New Noah's Ark with frozen DNA
A Russian university is planning to create a 'Noah's Ark' consisting of the frozen DNA of every creature that has ever lived.
Moscow State University has received the country's largest-ever scientific grant to embark on the project, which is scheduled to be completed by 2018 and will be based in a 430sq km site on campus.
The institute, which has received 1billion rubles (£12.6million) to help get it off the ground, aims to cryogenically freeze and store cells which are capable of reproducing.
Viktor Sadivnichy, the university's rector, likened the gigantic project to a modern-day 'Noah's Ark'.

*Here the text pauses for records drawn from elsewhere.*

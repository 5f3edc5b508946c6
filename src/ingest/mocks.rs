//! Mock collaborators for tests.

use crate::{
    checkpoint::Checkpointer, pressure::Estimator, Adapter, Comparer, Converted, Record, StreamId,
};
use bytes::Bytes;
use std::{
    sync::{Arc, Mutex},
    time::{SystemTime, UNIX_EPOCH},
};

/// Build a stream identity from a single byte tag.
pub fn stream_id(tag: u8) -> StreamId {
    StreamId::new([tag; StreamId::LEN])
}

/// A raw source record.
#[derive(Clone, Debug)]
pub struct Raw {
    pub stream: StreamId,
    pub enqueued_at: SystemTime,
    pub payload: Bytes,
}

impl Raw {
    pub fn new(stream: u8, payload: impl AsRef<[u8]>) -> Self {
        Self {
            stream: stream_id(stream),
            enqueued_at: UNIX_EPOCH,
            payload: Bytes::copy_from_slice(payload.as_ref()),
        }
    }
}

/// Adapter over [Raw] whose offsets are `base + sequence`.
#[derive(Clone, Debug)]
pub struct TestAdapter {
    pub base: u64,
}

impl Adapter for TestAdapter {
    type Raw = Raw;
    type Offset = u64;

    fn convert<'a>(&self, raw: &'a Raw) -> Converted<'a> {
        Converted {
            stream: raw.stream,
            enqueued_at: raw.enqueued_at,
            payload: &raw.payload,
        }
    }

    fn offset(&self, record: &Record) -> u64 {
        self.base + record.sequence
    }
}

/// Comparer whose tokens already are sequence numbers.
#[derive(Clone, Debug)]
pub struct SeqComparer;

impl Comparer for SeqComparer {
    type Token = u64;

    fn resolve(&self, _stream: &StreamId, token: &u64) -> u64 {
        *token
    }
}

/// Checkpointer that records every update for inspection.
#[derive(Clone, Default)]
pub struct Recorder {
    updates: Arc<Mutex<Vec<(u64, SystemTime)>>>,
}

impl Recorder {
    pub fn offsets(&self) -> Vec<u64> {
        self.updates.lock().unwrap().iter().map(|(o, _)| *o).collect()
    }
}

impl Checkpointer for Recorder {
    type Offset = u64;

    fn update(&mut self, offset: u64, at: SystemTime) {
        self.updates.lock().unwrap().push((offset, at));
    }
}

/// Estimator that always reports the same contribution.
#[derive(Clone, Debug)]
pub struct ConstantEstimator(pub Option<f64>);

impl Estimator for ConstantEstimator {
    fn contribution(&self, _consumed: u64, _oldest: u64, _newest: u64) -> Option<f64> {
        self.0
    }
}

He explained: “It will involve the creation of a depository - a databank for the storing of every living thing on Earth, including not only living, but disappearing and distinct organisms.

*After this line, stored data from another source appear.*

use super::{metrics, Config};
use crate::{
    cache::{self, BlockInfo, Cache, Cursor, PurgeSink},
    checkpoint::Checkpointer,
    pressure::{Estimator, Monitor},
    Adapter, Comparer, Record, StreamId, StreamPosition,
};
use prometheus_client::{metrics::counter::Counter, registry::Registry};
use std::time::SystemTime;
use tracing::debug;

/// Bridges purge notifications to the checkpoint sink.
///
/// Lives inside the cache as its purge sink; detached (and dropped, taking
/// the checkpointer with it) by [Engine::close].
struct Notifier<A: Adapter, C: Checkpointer<Offset = A::Offset>> {
    adapter: A,
    checkpointer: C,
    checkpoints: Counter,
}

impl<A: Adapter, C: Checkpointer<Offset = A::Offset>> PurgeSink for Notifier<A, C> {
    fn purged(&mut self, last: &Record, _newest: &Record) {
        let offset = self.adapter.offset(last);
        debug!(sequence = last.sequence, ?offset, "checkpointing purge");
        self.checkpointer.update(offset, SystemTime::now());
        self.checkpoints.inc();
    }
}

/// The admission-controlled, checkpoint-emitting face of one partition's
/// cache.
///
/// The upstream poller asks [Engine::max_add_count] before each fetch and
/// appends with [Engine::add]; the stream-subscription layer creates cursors
/// with [Engine::cursor] and drains them with [Engine::try_next]; the host
/// sweeps with [Engine::purge], which drives the checkpoint sink.
pub struct Engine<A, P, C, E>
where
    A: Adapter,
    P: Comparer,
    C: Checkpointer<Offset = A::Offset>,
    E: Estimator,
{
    comparer: P,
    estimator: E,
    monitor: Monitor,
    max_add_count: usize,
    cache: Cache<A, Notifier<A, C>>,
    metrics: metrics::Metrics,
}

impl<A, P, C, E> Engine<A, P, C, E>
where
    A: Adapter,
    P: Comparer,
    C: Checkpointer<Offset = A::Offset>,
    E: Estimator,
{
    /// Create an engine with the given configuration, registering its (and
    /// its cache's) metrics.
    pub fn new(cfg: Config<A, P, C, E>, registry: &mut Registry) -> Self {
        let metrics = metrics::Metrics::init(registry);
        let notifier = Notifier {
            adapter: cfg.adapter.clone(),
            checkpointer: cfg.checkpointer,
            checkpoints: metrics.checkpoints.clone(),
        };
        let cache = Cache::new(
            cfg.adapter,
            cfg.pool,
            cache::Config {
                first_sequence: cfg.first_sequence,
            },
            notifier,
            registry,
        );
        Self {
            comparer: cfg.comparer,
            estimator: cfg.estimator,
            monitor: Monitor::new(cfg.pressure_threshold),
            max_add_count: cfg.max_add_count,
            cache,
            metrics,
        }
    }

    /// How many records the poller should fetch-then-add this cycle: zero
    /// while the cache is under pressure, the configured maximum otherwise.
    ///
    /// Advisory — `add` itself never refuses; honoring the bound is the
    /// poller's contract.
    pub fn max_add_count(&mut self) -> usize {
        if self.monitor.under_pressure() {
            self.metrics.throttled.inc();
            debug!("cache under pressure, throttling admission");
            return 0;
        }
        self.max_add_count
    }

    /// Convert and append a raw record. See [Cache::add].
    pub fn add(
        &mut self,
        raw: &A::Raw,
        dequeued_at: SystemTime,
    ) -> Result<StreamPosition, cache::Error> {
        self.cache.add(raw, dequeued_at)
    }

    /// Create a cursor for `stream`, starting at the sequence `token`
    /// resolves to. Creation never fails.
    pub fn cursor(&self, stream: StreamId, token: &P::Token) -> Cursor {
        let sequence = self.comparer.resolve(&stream, token);
        self.cache.cursor(stream, sequence)
    }

    /// Read the next record for `cursor`, feeding the read's pressure
    /// contribution (if any) to the monitor. See [Cache::try_next].
    pub fn try_next(&mut self, cursor: &mut Cursor) -> Result<Option<Record>, cache::Error> {
        let result = self.cache.try_next(cursor);
        if let Ok(Some(record)) = &result {
            self.metrics.delivered.inc();
            if let (Some(oldest), Some(newest)) = (self.cache.oldest(), self.cache.newest()) {
                if let Some(contribution) =
                    self.estimator.contribution(record.sequence, oldest, newest)
                {
                    self.monitor.record(contribution);
                }
            }
        }
        result
    }

    /// Sweep the low end of the cache. Evicted blocks drive a checkpoint
    /// update through the configured sink. See [Cache::purge].
    pub fn purge<F>(&mut self, should_discard: F) -> Option<(Record, Record)>
    where
        F: FnMut(&BlockInfo) -> bool,
    {
        self.cache.purge(should_discard)
    }

    /// The oldest retained sequence, `None` when empty.
    pub fn oldest(&self) -> Option<u64> {
        self.cache.oldest()
    }

    /// The newest retained sequence, `None` when empty.
    pub fn newest(&self) -> Option<u64> {
        self.cache.newest()
    }

    /// Whether no records are retained.
    pub fn is_empty(&self) -> bool {
        self.cache.is_empty()
    }

    /// Tear the engine down.
    ///
    /// Detaches the purge notification — dropping the checkpointer with it —
    /// so no further checkpoint writes can occur. Nothing is flushed and no
    /// final purge runs; retained blocks return to the pool as the cache
    /// drops.
    pub fn close(mut self) {
        let _ = self.cache.detach();
    }
}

“It will also contain information systems. If it's realised, this will be a leap in Russian history as the first nation to create an actual Noah's Ark of sorts.”
The announcement marks the latest, and most ambitious, of the world's DNA banks which have increased in numbers in the past decade following breakthroughs in technology and growing concern about species extinction.
Britain also maintains the Frozen Ark Project, which is run by a consortium of biological societies, zoos, museums and research facilities.
It holds a remarkable 28,604 frozen DNA samples, of which more than 7,000 are from species on the 'red list' of endangered animals.
This includes the Spiny Lobster, the Channel Islands Fox, the Bonefish, the Indiana Bat and Cat's Paw Coral.
But Russia's historic Noah's Ark project is not the first of its kind for the country - a storage facility in the remote Siberian wilderness aims to use the natural cold of Siberia's thick permafrost to preserve seed and plant samples for up to 100 years.